- [Task to carry out]:
Among the lines below, some may contain the string "SchemaMismatch". Say how many do, and give nothing besides the number.

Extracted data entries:

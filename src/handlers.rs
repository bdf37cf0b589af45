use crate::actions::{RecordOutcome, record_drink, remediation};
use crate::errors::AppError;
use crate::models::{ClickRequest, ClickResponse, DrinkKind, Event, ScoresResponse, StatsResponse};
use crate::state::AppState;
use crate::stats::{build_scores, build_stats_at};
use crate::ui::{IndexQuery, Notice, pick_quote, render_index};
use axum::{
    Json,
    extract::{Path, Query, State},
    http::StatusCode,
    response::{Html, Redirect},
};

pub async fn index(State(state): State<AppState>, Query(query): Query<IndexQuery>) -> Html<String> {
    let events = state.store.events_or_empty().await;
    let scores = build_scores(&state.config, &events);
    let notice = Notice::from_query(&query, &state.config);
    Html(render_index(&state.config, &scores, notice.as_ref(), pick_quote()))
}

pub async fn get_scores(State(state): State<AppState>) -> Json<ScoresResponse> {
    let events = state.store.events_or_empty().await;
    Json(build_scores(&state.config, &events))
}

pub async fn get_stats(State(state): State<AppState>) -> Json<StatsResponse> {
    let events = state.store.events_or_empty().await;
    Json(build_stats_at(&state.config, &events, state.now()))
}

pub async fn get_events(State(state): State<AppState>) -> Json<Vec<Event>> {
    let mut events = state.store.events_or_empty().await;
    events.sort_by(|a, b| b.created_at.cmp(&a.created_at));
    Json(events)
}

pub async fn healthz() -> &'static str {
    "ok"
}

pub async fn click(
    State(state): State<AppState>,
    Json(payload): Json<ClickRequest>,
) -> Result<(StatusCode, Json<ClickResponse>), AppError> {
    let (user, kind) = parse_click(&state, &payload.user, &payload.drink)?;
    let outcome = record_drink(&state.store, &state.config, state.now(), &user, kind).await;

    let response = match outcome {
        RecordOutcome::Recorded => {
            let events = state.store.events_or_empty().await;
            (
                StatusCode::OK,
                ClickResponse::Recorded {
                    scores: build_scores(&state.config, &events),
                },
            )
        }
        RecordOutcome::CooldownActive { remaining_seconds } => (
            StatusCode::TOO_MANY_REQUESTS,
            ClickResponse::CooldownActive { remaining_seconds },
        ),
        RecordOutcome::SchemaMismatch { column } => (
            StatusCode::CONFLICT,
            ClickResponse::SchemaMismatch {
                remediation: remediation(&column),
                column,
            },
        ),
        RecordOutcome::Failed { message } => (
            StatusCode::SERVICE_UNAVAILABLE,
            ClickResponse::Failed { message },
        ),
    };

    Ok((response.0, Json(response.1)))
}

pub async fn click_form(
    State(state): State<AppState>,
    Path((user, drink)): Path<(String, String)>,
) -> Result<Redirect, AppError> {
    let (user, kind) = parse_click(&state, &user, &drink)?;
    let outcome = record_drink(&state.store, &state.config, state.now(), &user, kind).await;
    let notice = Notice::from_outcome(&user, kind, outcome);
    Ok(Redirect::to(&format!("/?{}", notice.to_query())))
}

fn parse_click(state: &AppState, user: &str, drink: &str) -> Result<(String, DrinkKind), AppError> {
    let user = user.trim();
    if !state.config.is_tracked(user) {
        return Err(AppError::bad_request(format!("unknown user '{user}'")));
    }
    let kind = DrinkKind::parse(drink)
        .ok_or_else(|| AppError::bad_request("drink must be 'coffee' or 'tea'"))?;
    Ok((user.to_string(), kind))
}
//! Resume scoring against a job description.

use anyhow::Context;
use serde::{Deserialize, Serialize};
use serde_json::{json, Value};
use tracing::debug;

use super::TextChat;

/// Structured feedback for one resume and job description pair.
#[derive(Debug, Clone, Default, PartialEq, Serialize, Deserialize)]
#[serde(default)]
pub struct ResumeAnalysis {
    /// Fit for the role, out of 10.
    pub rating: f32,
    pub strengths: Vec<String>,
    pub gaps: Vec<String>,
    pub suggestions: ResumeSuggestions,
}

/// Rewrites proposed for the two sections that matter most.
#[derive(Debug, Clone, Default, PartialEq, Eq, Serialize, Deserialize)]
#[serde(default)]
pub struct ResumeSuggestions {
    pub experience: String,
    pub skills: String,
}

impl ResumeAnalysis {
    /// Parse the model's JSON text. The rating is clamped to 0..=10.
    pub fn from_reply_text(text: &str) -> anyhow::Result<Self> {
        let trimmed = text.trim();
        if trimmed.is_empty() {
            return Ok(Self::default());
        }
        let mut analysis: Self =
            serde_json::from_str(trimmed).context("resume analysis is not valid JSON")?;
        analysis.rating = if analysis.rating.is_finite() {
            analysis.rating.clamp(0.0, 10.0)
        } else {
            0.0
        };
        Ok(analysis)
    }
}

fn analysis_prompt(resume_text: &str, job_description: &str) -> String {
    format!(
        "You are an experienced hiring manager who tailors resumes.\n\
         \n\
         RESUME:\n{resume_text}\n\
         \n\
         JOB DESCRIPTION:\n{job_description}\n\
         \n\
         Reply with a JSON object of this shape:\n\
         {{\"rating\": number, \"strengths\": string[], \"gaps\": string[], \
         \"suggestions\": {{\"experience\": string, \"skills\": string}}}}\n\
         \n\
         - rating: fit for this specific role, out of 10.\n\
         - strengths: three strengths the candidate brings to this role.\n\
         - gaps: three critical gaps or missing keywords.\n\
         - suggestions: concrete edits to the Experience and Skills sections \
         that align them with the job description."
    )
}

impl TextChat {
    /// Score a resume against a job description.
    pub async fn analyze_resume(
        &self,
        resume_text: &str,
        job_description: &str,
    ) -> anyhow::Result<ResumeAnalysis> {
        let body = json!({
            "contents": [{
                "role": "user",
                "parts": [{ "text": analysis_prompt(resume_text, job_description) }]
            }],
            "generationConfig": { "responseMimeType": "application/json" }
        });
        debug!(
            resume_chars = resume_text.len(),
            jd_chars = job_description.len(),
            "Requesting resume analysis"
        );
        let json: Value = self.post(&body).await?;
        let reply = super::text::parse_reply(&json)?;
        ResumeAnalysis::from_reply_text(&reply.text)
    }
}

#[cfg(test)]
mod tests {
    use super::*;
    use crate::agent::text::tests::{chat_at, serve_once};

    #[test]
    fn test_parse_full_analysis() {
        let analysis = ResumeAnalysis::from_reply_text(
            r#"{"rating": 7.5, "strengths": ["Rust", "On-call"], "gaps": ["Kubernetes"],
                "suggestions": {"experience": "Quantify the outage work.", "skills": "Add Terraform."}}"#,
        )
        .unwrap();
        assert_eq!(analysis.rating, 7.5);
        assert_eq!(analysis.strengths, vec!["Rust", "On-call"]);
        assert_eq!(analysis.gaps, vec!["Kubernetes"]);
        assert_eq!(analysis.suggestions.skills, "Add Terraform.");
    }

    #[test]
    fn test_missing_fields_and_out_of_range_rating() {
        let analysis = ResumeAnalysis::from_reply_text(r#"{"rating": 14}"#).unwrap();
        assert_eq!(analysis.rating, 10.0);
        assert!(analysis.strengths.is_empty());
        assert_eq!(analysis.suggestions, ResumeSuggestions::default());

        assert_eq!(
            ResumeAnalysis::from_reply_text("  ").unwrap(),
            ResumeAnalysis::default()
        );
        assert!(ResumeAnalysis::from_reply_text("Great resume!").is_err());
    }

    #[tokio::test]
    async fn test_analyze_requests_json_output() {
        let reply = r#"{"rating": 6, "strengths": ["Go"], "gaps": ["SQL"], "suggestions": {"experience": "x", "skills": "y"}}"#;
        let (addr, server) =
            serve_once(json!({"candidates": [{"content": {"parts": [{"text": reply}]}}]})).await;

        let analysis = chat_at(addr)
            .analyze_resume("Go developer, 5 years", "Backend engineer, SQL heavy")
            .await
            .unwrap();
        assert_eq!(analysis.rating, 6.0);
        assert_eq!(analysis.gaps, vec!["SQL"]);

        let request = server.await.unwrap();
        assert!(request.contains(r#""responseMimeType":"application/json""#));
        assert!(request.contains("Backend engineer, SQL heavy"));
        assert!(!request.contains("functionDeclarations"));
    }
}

- [Solution to the problem]:
2